In the following session Lopez showed why Bob Arum is putting his chips on him; he made adjustments. He took advantage of his lefty stance, circling to his right and lining up hard lefts to Ruiz’s grill. He got up on his toes, weightless on spry legs, and displayed a dimension his journeyman opponent had no answer for. He could’ve easily darted in and out and pot-shotted his way to a points victory. A more cautious, less aggressive kid probably would. That’s ain’t him.
Towards the end of the round Lopez held Ruiz’s head in place and sliced him with an uppercut. He was given a warning—had he brandished an ax, maybe referee John Callas would’ve taken a point.
As Ruiz continued to lead with his head in the fourth, Lopez continued pushing it down and resting his weight on it. Another prospect might’ve panicked or lost control of his emotions. Lopez’s shrewd response eroded not just Ruiz’s spirit but also his legs. Still, one of the commentators had the fight even going into the fifth.

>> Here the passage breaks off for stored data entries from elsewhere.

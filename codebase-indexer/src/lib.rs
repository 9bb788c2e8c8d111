/*!
# Codebase Indexer

In-memory symbol index over one or more source trees.

## Pipeline

1. **Discovery**: walk the roots, applying built-in excludes,
   `.codescopeignore`, `.gitignore` and configured patterns.
2. **Extraction**: each file goes through a [`SymbolExtractor`]
   (tree-sitter by default) with bounded concurrency. Failures are
   recorded on the file's entry and never abort the build.
3. **Resolution**: once every file is in, each recorded use is linked to
   its declaration, possibly in another file.
4. **Embedding** (optional): files and symbols get vectors through an
   [`EmbeddingManager`](codescope_embeddings::EmbeddingManager).

The result is installed as a new generation in one step. Single files are
kept fresh through [`CodebaseIndexer::update`], usually driven by a
[`FileWatcher`].

## Example

```rust,no_run
use codescope_codebase_indexer::{CodebaseIndexer, IndexerConfig};
use codescope_symbol_extractor::Position;
use std::path::Path;

#[tokio::main]
async fn main() -> anyhow::Result<()> {
    let indexer = CodebaseIndexer::new(IndexerConfig::with_roots(["./my-project"]))?;
    let outcome = indexer.build(None).await?;
    if let Some(report) = outcome.report() {
        println!("Indexed {} files, {} symbols", report.files_indexed, report.symbols);
    }

    let symbol = indexer
        .find_symbol_at(Path::new("./my-project/src/main.rs"), Position::new(10, 4))
        .await;
    println!("{symbol:?}");
    Ok(())
}
```

[`SymbolExtractor`]: codescope_symbol_extractor::SymbolExtractor
*/

mod config;
mod discovery;
mod error;
mod filter;
mod indexer;
mod model;
mod resolver;
mod source;
mod state;
mod store;
mod watcher;

pub use config::IndexerConfig;
pub use discovery::Discovery;
pub use discovery::DiscoveryError;
pub use discovery::discover;
pub use error::IndexerError;
pub use error::Result;
pub use filter::IGNORE_FILE_NAME;
pub use filter::PathFilter;
pub use filter::PathFilterSet;
pub use filter::is_binary_path;
pub use indexer::BuildOutcome;
pub use indexer::BuildReport;
pub use indexer::CodebaseIndexer;
pub use indexer::FileChange;
pub use indexer::IndexPhase;
pub use indexer::IndexProgress;
pub use indexer::IndexerBuilder;
pub use indexer::ProgressCallback;
pub use indexer::SearchOptions;
pub use indexer::SearchScope;
pub use indexer::UpdateOutcome;
pub use model::EntityKey;
pub use model::Excerpt;
pub use model::FileIndexEntry;
pub use model::ReferenceLocation;
pub use model::Symbol;
pub use model::SymbolHandle;
pub use model::SymbolId;
pub use resolver::ResolveStats;
pub use resolver::resolve_all;
pub use resolver::resolve_use;
pub use source::content_hash;
pub use source::load_source;
pub use source::normalize_path;
pub use state::BuildState;
pub use store::IndexStore;
pub use store::StoreStats;
pub use watcher::FileWatcher;
pub use watcher::changes_for_event;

Ruiz essentially folded in the fifth. He feigned injury whenever Lopez leaned down on his neck and back. At one point, the ref called a knockdown without beginning a count. Lopez grew stronger while the other devised a way to gracefully bow out. At the end of the sixth a storming Lopez had his man falling back on the ropes and covering up, tacitly requesting that someone stop it.
While Ruiz initially offered a hearty challenge, one began to understand those 14 losses were there for a reason. Top Rank’s matchmaker Bruce Trampler knows exactly what he’d doing, and made a wise choice for this gifted boxer on the rise.
Super featherweight Matt Remillard remained undefeated, getting a TKO in 4 over Oscar de la Cruz; middleweight Elvin Ayala also stayed unbeaten (16-0), stopping John Gottschling in one; cruiserweight Tyrone Smith won a four-round MD over Dione Craig; and another cruiserweight, Carlos Lovato, stopped Deric Flores in two.